• **Exercise objective**
In the records below, find each line holding the word "root" and copy it.
================================
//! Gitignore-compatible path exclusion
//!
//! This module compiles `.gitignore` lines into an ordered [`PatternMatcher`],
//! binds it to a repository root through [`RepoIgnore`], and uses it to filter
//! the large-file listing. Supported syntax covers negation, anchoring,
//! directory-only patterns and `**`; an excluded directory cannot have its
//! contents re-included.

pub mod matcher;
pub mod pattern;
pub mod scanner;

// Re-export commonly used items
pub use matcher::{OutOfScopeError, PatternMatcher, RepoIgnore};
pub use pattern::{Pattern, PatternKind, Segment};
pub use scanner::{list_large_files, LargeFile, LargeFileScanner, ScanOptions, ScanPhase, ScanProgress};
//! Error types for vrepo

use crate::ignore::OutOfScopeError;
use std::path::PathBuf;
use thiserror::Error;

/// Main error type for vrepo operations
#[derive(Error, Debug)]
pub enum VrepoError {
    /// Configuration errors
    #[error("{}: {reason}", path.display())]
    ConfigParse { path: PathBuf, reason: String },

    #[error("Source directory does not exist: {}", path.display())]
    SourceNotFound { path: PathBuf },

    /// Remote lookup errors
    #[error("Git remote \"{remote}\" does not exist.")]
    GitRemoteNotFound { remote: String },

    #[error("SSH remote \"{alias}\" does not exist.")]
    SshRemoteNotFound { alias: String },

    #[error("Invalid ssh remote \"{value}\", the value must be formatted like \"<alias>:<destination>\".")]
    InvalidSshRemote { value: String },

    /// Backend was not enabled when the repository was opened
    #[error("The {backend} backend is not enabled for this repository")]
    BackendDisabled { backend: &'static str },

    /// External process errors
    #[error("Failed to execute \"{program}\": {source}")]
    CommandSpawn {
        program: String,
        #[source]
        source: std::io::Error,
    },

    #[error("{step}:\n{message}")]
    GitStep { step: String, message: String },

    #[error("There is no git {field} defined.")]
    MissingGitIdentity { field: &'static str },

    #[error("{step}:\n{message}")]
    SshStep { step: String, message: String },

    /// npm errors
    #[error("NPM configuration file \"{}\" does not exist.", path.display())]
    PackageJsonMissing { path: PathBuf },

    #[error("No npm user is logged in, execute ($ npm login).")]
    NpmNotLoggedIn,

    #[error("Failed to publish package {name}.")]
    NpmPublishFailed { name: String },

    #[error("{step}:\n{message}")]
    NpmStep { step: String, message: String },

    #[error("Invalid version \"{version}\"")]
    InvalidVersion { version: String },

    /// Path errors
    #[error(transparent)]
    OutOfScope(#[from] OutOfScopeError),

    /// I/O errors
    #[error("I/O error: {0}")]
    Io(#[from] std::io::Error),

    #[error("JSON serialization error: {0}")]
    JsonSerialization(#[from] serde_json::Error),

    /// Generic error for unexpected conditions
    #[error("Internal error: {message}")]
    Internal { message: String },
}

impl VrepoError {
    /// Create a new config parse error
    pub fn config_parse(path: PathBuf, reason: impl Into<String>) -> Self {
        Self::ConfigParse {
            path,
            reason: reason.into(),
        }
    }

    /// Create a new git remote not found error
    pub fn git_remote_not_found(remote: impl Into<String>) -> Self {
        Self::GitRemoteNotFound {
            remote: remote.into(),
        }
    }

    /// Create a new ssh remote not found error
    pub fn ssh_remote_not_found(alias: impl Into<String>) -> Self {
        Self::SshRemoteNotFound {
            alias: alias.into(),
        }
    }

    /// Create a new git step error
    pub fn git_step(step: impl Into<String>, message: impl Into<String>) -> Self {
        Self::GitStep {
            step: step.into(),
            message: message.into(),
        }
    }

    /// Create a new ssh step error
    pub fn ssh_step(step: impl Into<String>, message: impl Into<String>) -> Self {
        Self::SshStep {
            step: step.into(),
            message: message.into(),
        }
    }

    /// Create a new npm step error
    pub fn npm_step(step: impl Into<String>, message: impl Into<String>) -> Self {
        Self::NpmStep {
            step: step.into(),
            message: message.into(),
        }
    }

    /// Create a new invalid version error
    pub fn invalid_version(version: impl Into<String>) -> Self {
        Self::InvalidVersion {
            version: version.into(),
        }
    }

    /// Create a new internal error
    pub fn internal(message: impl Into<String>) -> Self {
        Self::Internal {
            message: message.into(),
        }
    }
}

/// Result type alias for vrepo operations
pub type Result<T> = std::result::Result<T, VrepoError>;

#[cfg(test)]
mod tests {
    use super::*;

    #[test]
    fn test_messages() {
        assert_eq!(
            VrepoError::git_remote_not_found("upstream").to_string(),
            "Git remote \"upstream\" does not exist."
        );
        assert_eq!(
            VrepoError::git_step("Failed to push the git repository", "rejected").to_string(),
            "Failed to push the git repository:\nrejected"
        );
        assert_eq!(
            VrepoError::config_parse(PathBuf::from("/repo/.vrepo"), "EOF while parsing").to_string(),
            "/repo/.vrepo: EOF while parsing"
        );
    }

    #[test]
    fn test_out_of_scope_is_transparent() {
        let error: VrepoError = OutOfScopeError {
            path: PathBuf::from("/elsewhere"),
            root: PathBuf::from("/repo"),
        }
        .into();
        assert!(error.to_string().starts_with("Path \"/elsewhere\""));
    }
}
================================
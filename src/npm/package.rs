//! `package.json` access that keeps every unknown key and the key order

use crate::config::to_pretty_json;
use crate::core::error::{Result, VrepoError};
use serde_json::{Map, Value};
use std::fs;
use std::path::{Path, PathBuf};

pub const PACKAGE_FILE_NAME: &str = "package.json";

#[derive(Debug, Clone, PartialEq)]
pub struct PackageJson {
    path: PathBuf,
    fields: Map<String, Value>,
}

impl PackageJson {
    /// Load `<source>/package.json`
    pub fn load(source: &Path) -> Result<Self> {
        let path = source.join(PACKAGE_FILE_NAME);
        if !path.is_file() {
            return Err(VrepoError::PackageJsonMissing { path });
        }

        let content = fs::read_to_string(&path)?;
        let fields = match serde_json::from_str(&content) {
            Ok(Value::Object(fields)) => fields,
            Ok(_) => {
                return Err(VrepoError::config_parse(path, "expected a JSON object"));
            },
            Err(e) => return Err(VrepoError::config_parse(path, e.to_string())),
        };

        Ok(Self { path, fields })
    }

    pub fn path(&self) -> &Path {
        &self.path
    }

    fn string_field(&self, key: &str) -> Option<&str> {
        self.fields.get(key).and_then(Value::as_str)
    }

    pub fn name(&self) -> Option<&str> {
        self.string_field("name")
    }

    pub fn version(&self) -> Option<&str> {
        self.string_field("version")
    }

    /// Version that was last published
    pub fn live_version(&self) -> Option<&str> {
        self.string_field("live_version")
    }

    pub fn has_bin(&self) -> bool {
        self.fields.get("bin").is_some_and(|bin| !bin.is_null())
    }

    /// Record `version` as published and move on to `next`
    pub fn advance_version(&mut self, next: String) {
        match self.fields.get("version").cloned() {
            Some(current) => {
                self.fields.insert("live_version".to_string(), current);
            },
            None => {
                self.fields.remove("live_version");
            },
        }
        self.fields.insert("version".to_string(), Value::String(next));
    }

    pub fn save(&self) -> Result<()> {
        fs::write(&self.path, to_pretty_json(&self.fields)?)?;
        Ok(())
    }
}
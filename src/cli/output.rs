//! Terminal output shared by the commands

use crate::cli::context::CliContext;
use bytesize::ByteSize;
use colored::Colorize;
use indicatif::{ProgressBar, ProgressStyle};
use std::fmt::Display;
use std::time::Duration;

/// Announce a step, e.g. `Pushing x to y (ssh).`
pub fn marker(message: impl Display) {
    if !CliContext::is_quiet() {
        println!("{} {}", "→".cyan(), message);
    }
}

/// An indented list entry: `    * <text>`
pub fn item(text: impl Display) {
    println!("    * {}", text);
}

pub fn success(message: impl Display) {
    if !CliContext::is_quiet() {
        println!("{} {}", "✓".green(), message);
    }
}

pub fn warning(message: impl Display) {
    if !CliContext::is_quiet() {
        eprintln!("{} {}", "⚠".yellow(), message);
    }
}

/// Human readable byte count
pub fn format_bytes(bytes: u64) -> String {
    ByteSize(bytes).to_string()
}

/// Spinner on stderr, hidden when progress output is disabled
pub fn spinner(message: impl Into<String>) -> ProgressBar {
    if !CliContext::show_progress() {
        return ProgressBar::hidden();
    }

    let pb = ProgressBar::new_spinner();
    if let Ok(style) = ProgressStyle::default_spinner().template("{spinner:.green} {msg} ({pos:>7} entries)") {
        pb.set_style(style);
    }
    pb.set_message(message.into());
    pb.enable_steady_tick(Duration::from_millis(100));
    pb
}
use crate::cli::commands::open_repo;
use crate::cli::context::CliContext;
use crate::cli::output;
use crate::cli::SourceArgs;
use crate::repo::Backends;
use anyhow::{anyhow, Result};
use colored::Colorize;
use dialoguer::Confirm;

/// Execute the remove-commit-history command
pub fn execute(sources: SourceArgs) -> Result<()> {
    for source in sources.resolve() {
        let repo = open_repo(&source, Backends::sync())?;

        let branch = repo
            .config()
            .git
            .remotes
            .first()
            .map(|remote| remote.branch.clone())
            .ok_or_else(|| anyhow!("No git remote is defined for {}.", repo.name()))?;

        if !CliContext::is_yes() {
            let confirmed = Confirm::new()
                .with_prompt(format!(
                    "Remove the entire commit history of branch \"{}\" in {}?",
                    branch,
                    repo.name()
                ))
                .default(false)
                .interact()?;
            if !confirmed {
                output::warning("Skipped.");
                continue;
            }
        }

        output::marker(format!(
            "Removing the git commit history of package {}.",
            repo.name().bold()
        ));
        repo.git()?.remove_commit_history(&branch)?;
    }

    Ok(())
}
================================
• **Written response**
//! binds it to a repository root through [`RepoIgnore`], and uses it to filter
            root: PathBuf::from("/repo"),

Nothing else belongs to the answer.